2025-09-08 21:02 ` [RFC V2 8/8] powerpc: Enable Generic Entry/Exit for syscalls Mukesh Kumar Chaurasiya
@ 2025-09-09 6:54 ` Shrikanth Hegde
2025-09-09 8:46 ` Mukesh Kumar Chaurasiya
2025-09-18 6:57 ` Mukesh Kumar Chaurasiya
0 siblings, 2 replies; 21+ messages in thread
From: Shrikanth Hegde @ 2025-09-09 6:54 UTC (permalink / raw)
To: Mukesh Kumar Chaurasiya
Cc: maddy, mpe, npiggin, christophe.leroy, oleg, kees, luto, wad,
deller, ldv, macro, charlie, akpm, bigeasy, ankur.a.arora, naveen,
thomas.weissschuh, Jason, peterz, tglx, namcao, kan.liang, mingo,
oliver.upton, mark.barnett, atrajeev, rppt, coltonlewis,
linuxppc-dev, linux-kernel
On 9/9/25 2:32 AM, Mukesh Kumar Chaurasiya wrote:
> Enable the syscall entry and exit path from generic framework.
>
> Signed-off-by: Mukesh Kumar Chaurasiya <mchauras@linux.ibm.com>
> ---
Hi Mukesh.
Thanks for working on this and getting it to better shape.
> arch/powerpc/Kconfig | 1 +
> arch/powerpc/include/asm/entry-common.h | 2 +-
> arch/powerpc/kernel/interrupt.c | 135 +++++++----------------
> arch/powerpc/kernel/ptrace/ptrace.c | 141 ------------------------
> arch/powerpc/kernel/signal.c | 10 +-
> arch/powerpc/kernel/syscall.c | 119 +-------------------
> 6 files changed, 49 insertions(+), 359 deletions(-)
>
> diff --git a/arch/powerpc/Kconfig b/arch/powerpc/Kconfig
> index e0c51d7b5638d..e67294a72e4d4 100644
> --- a/arch/powerpc/Kconfig
> +++ b/arch/powerpc/Kconfig
> @@ -199,6 +199,7 @@ config PPC
> select GENERIC_CPU_AUTOPROBE
> select GENERIC_CPU_VULNERABILITIES if PPC_BARRIER_NOSPEC
> select GENERIC_EARLY_IOREMAP
> + select GENERIC_ENTRY
> select GENERIC_GETTIMEOFDAY
> select GENERIC_IDLE_POLL_SETUP
> select GENERIC_IOREMAP
> diff --git a/arch/powerpc/include/asm/entry-common.h b/arch/powerpc/include/asm/entry-common.h
> index d3f4a12aeafca..8fb74e6aa9560 100644
> --- a/arch/powerpc/include/asm/entry-common.h
> +++ b/arch/powerpc/include/asm/entry-common.h
> @@ -3,7 +3,7
There could be some of the configs we need to take care while enabling generic entry. Since powerpc
didn't have it earlier, there could areas which needs cleanup. One for example dynamic preemption.
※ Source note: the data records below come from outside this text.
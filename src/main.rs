use std::net::SocketAddr;
use std::path::PathBuf;
use std::sync::Arc;
use std::time::Duration;

use clap::{Parser, ValueEnum};
use tracing_subscriber::EnvFilter;

use tokio_util::sync::CancellationToken;
use workpool::config::{JobConfig, LeaseConfig, Mode, ServerConfig};
use workpool::dashboard::run_dashboard;
use workpool::node::Dispatcher;
use workpool::shutdown::install_shutdown_handler;
use workpool::source::MemorySource;
use workpool::store::{KvStore, MemoryStore, RedisStore};

#[derive(Parser, Debug)]
#[command(name = "workpool")]
#[command(version)]
#[command(about = "Hands annotation tasks to anonymous workers over HTTP")]
#[command(propagate_version = true)]
struct Args {
    #[command(subcommand)]
    command: Commands,
}

#[derive(clap::Subcommand, Debug)]
enum Commands {
    /// Serve one annotation job
    Serve(ServeArgs),
}

#[derive(Parser, Debug)]
struct ServeArgs {
    /// Address to listen on
    #[arg(long, default_value = "127.0.0.1")]
    host: String,

    /// Port to listen on
    #[arg(long, default_value = "8080")]
    port: u16,

    /// JSON file with the rows to annotate: {"row": {"column": "value"}}
    #[arg(long)]
    data: Option<PathBuf>,

    /// Prefix of every store key used by this job
    #[arg(long, default_value = "image_label")]
    task_key: String,

    /// How finished workers are sent back
    #[arg(long, value_enum, default_value = "standalone")]
    mode: ModeArg,

    /// Tasks each worker must finish
    #[arg(long, default_value = "100")]
    num_tasks: usize,

    /// Columns a row must have to be dispatched (comma-separated)
    #[arg(long, value_delimiter = ',')]
    required: Vec<String>,

    /// Report the share of correct results in verdicts
    #[arg(long)]
    track_correct: bool,

    /// Admin secret; a random one is generated and logged when omitted
    #[arg(long)]
    secret: Option<String>,

    /// Rebuild the work pool from --data before serving
    #[arg(long)]
    setup: bool,

    /// Data lock lifetime in seconds
    #[arg(long, default_value = "10")]
    lock_ttl: u64,

    /// Shared Redis store, e.g. redis://localhost:6379/0. Without it the pool
    /// lives in this process only and starts empty.
    #[arg(long)]
    redis_url: Option<String>,
}

#[derive(Debug, Clone, Copy, ValueEnum)]
enum ModeArg {
    Standalone,
    Amt,
}

impl From<ModeArg> for Mode {
    fn from(mode: ModeArg) -> Self {
        match mode {
            ModeArg::Standalone => Mode::Standalone,
            ModeArg::Amt => Mode::Amt,
        }
    }
}

impl ServeArgs {
    fn into_config(self) -> Result<(ServerConfig, Vec<String>), Box<dyn std::error::Error>> {
        let listen_addr: SocketAddr = format!("{}:{}", self.host, self.port).parse()?;

        let mut job = JobConfig::new(self.task_key, self.mode.into(), self.num_tasks)
            .with_track_correct(self.track_correct)
            .with_lease(LeaseConfig {
                ttl: Duration::from_secs(self.lock_ttl),
                ..LeaseConfig::default()
            });
        if let Some(secret) = self.secret {
            job = job.with_admin_secret(secret);
        }

        let config = ServerConfig {
            listen_addr,
            data_path: self.data,
            redis_url: self.redis_url,
            setup: self.setup,
            job,
        };
        Ok((config, self.required))
    }
}

async fn run_server(args: ServeArgs) -> Result<(), Box<dyn std::error::Error>> {
    tracing_subscriber::fmt()
        .with_env_filter(
            EnvFilter::try_from_default_env().unwrap_or_else(|_| EnvFilter::new("info")),
        )
        .init();

    let (config, required) = args.into_config()?;
    let shutdown = install_shutdown_handler()?;

    let source = match &config.data_path {
        Some(path) => MemorySource::from_json_file(path, required).await?,
        None => {
            if config.setup {
                tracing::warn!("--setup without --data empties the pool");
            }
            MemorySource::new().with_required(required)
        }
    };

    match config.redis_url.clone() {
        Some(url) => {
            let store = RedisStore::connect_url(&url).await?;
            if !config.setup {
                tracing::info!("--setup not given; serving the pool already in Redis");
            }
            serve(config, Arc::new(store), source, shutdown).await
        }
        None => {
            if !config.setup {
                tracing::warn!("No --redis-url and no --setup; the in-memory pool is empty");
            }
            serve(config, Arc::new(MemoryStore::new()), source, shutdown).await
        }
    }
}

async fn serve<S: KvStore>(
    config: ServerConfig,
    store: Arc<S>,
    source: MemorySource,
    shutdown: CancellationToken,
) -> Result<(), Box<dyn std::error::Error>> {
    let dispatcher = Arc::new(Dispatcher::new(
        config.job.clone(),
        store,
        Arc::new(source),
    ));

    if config.setup {
        match dispatcher.reset(&shutdown).await {
            Ok(report) => tracing::info!(
                rows = report.rows_added,
                skipped = report.rows_skipped,
                "Work pool ready"
            ),
            Err(workpool::PoolError::Cancelled) => {
                tracing::info!("Shutdown requested during setup");
                return Ok(());
            }
            Err(e) => return Err(e.into()),
        }
    }

    run_dashboard(config.listen_addr, dispatcher, shutdown).await?;
    Ok(())
}

#[tokio::main]
async fn main() -> Result<(), Box<dyn std::error::Error>> {
    let args = Args::parse();

    match args.command {
        Commands::Serve(serve_args) => {
            run_server(serve_args).await?;
        }
    }

    Ok(())
}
There could be more. Do some git history checks and see.
Issue with dynamic preemption:
ld: kernel/entry/common.o:/home/shrikanth/sched_tip/kernel/entry/common.c:161: multiple definition of `sk_dynamic_irqentry_exit_cond_resched';
arch/powerpc/kernel/interrupt.o:/home/shrikanth/sched_tip/arch/powerpc/kernel/interrupt.c:29: first defined here
Below diff helps to fix and changing preemption modes help. Also verified preempt lazy works too.
---
diff --git a/arch/powerpc/kernel/interrupt.c b/arch/powerpc/kernel/interrupt.c
index 642e22527f9d..e1e0f0da4165 100644
--- a/arch/powerpc/kernel/interrupt.c
+++ b/arch/powerpc/kernel/interrupt.c
@@ -25,10 +25,6 @@
unsigned long global_dbcr0[NR_CPUS];
#endif
-#if defined(CONFIG_PREEMPT_DYNAMIC)
-DEFINE_STATIC_KEY_TRUE(sk_dynamic_irqentry_exit_cond_resched);
-#endif
-
#ifdef CONFIG_PPC_BOOK3S_64
DEFINE_STATIC_KEY_FALSE(interrupt_exit_not_reentrant);
static inline bool exit_must_hard_disable(void)
----
Though ideal thing is move them to sched/core instead of being in generic code. Like below.
https://lore.kernel.org/all/20250716094745.2232041-1-sshegde@linux.ibm.com/
^ permalink raw reply related [flat|nested] 21+ messages in thread
* Re: [RFC V2 8/8] powerpc: Enable Generic Entry/Exit for syscalls.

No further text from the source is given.